From c1f0a15c65af3f9d2a140c4a73dcbfb3fcfc765d Mon Sep 17 00:00:00 2001
From: Matthias Springer <springerm@google.com>
Date: Thu, 27 Oct 2022 11:54:01 +0200
Subject: [PATCH] [mlir][tensor][bufferize] Lower tensor.generate to linalg.map

There is no memref equivalent of tensor.generate. The purpose of this change is to avoid creating scf.parallel loops during bufferization.

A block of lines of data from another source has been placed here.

use std::collections::BTreeMap;

use anyhow::{Context, bail};
use tracing::debug;

use crate::config::Config;
use crate::filter::FieldSpec;
use crate::mutate::ToggleRule;

pub const DEFAULT_PAGE_SIZE: u32 = 10;

/// Per-resource adapter: where a resource lives on the backend, how its rows
/// are identified and which fields its list screen filters on.
#[derive(Debug, Clone, PartialEq, Eq)]
pub struct ResourceSpec {
    pub name: String,
    pub path: String,
    pub page_size: u32,
    pub id_field: String,
    pub list_key: Option<String>,
    pub toggle: ToggleRule,
    pub fields: Vec<FieldSpec>,
    pub columns: Vec<String>,
}

impl ResourceSpec {
    pub fn new(name: &str) -> Self {
        Self {
            name: name.to_string(),
            path: name.to_string(),
            page_size: DEFAULT_PAGE_SIZE,
            id_field: "id".to_string(),
            list_key: None,
            toggle: ToggleRule::default(),
            fields: Vec::new(),
            columns: Vec::new(),
        }
    }

    pub fn with_id_field(mut self, id_field: &str) -> Self {
        self.id_field = id_field.to_string();
        self
    }

    pub fn with_field(mut self, field: FieldSpec) -> Self {
        self.fields.push(field);
        self
    }

    pub fn list_path(&self) -> String {
        format!("{}/list", self.path.trim_end_matches('/'))
    }

    pub fn status_path(&self) -> String {
        format!("{}/changeStatus", self.path.trim_end_matches('/'))
    }

    /// Reads `resource.<name>.*` keys. Unset keys keep the defaults of
    /// [`ResourceSpec::new`].
    #[tracing::instrument(skip(cfg))]
    pub fn from_config(cfg: &Config, name: &str) -> anyhow::Result<Self> {
        let prefix = format!("resource.{name}.");
        let mut spec = ResourceSpec::new(name);
        let mut fields = BTreeMap::new();
        let mut seen = false;

        for (key, value) in cfg.section(&prefix) {
            seen = true;
            match key {
                "path" => spec.path = value.trim().to_string(),
                "page_size" => {
                    let size = value
                        .trim()
                        .parse::<u32>()
                        .with_context(|| format!("invalid page_size for {name}: {value}"))?;
                    if size == 0 {
                        bail!("page_size for {name} must be positive");
                    }
                    spec.page_size = size;
                }
                "id_field" => spec.id_field = value.trim().to_string(),
                "list_key" => spec.list_key = Some(value.trim().to_string()),
                "status" => {
                    spec.toggle = ToggleRule::parse(value)
                        .with_context(|| format!("invalid status pair for {name}"))?;
                }
                "columns" => {
                    spec.columns = value
                        .split(',')
                        .map(str::trim)
                        .filter(|col| !col.is_empty())
                        .map(str::to_string)
                        .collect();
                }
                other => {
                    let Some(field_name) = other.strip_prefix("field.") else {
                        bail!("unknown resource setting {prefix}{other}");
                    };
                    let field = FieldSpec::parse(field_name, value)
                        .with_context(|| format!("invalid filter field for {name}"))?;
                    fields.insert(field_name.to_string(), field);
                }
            }
        }

        if !seen {
            bail!("resource {name} is not configured");
        }

        spec.fields = fields.into_values().collect();
        debug!(
            resource = name,
            path = %spec.path,
            fields = spec.fields.len(),
            "loaded resource"
        );
        Ok(spec)
    }
}

#[cfg(test)]
mod tests {
    use super::ResourceSpec;
    use crate::config::Config;
    use crate::filter::FieldKind;

    #[test]
    fn reads_resource_section() {
        let cfg = Config::from_str_lines(
            "resource.admin.path = panel/admin/\n\
             resource.admin.id_field = adminId\n\
             resource.admin.page_size = 20\n\
             resource.admin.list_key = admins\n\
             resource.admin.columns = name, email\n\
             resource.admin.field.search = text:name\n\
             resource.admin.field.status = enum:status:active|deactive\n",
        )
        .expect("config");

        let spec = ResourceSpec::from_config(&cfg, "admin").expect("resource");
        assert_eq!(spec.list_path(), "panel/admin/list");
        assert_eq!(spec.status_path(), "panel/admin/changeStatus");
        assert_eq!(spec.id_field, "adminId");
        assert_eq!(spec.page_size, 20);
        assert_eq!(spec.list_key.as_deref(), Some("admins"));
        assert_eq!(spec.columns, vec!["name".to_string(), "email".to_string()]);
        assert_eq!(spec.fields.len(), 2);
        assert_eq!(spec.fields[0].name, "search");
        assert!(matches!(spec.fields[1].kind, FieldKind::Enum { .. }));
    }

    #[test]
    fn unknown_resources_and_settings_are_errors() {
        let cfg = Config::from_str_lines("resource.blog.colour = red\n").expect("config");
        assert!(ResourceSpec::from_config(&cfg, "blog").is_err());
        assert!(ResourceSpec::from_config(&cfg, "ticket").is_err());

        let cfg = Config::from_str_lines("resource.blog.page_size = 0\n").expect("config");
        assert!(ResourceSpec::from_config(&cfg, "blog").is_err());
    }
}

Differential Revision: https://reviews.llvm.org/D136767
---
 .../Transforms/BufferizableOpInterfaceImpl.cpp     | 100 ++++++++++++---------
 mlir/lib/Dialect/Tensor/Transforms/CMakeLists.txt  |   1 +
 mlir/test/Dialect/Tensor/bufferize.mlir            |  55 ++++++------
 mlir/test/Dialect/Tensor/one-shot-bufferize.mlir   |   6 +-
 utils/bazel/llvm-project-overlay/mlir/BUILD.bazel  |   1 +
 5 files changed, 89 insertions(+), 74 deletions(-)
diff --git a/mlir/lib/Dialect/Tensor/Transforms/BufferizableOpInterfaceImpl.cpp b/mlir/lib/Dialect/Tensor/Transforms/BufferizableOpInterfaceImpl.cpp
index ac24d0d..5cddd3c 100644
--- a/mlir/lib/Dialect/Tensor/Transforms/BufferizableOpInterfaceImpl.cpp
+++ b/mlir/lib/Dialect/Tensor/Transforms/BufferizableOpInterfaceImpl.cpp
@@ -12,6 +12,7 @@
 #include "mlir/Dialect/Bufferization/IR/BufferizableOpInterface.h"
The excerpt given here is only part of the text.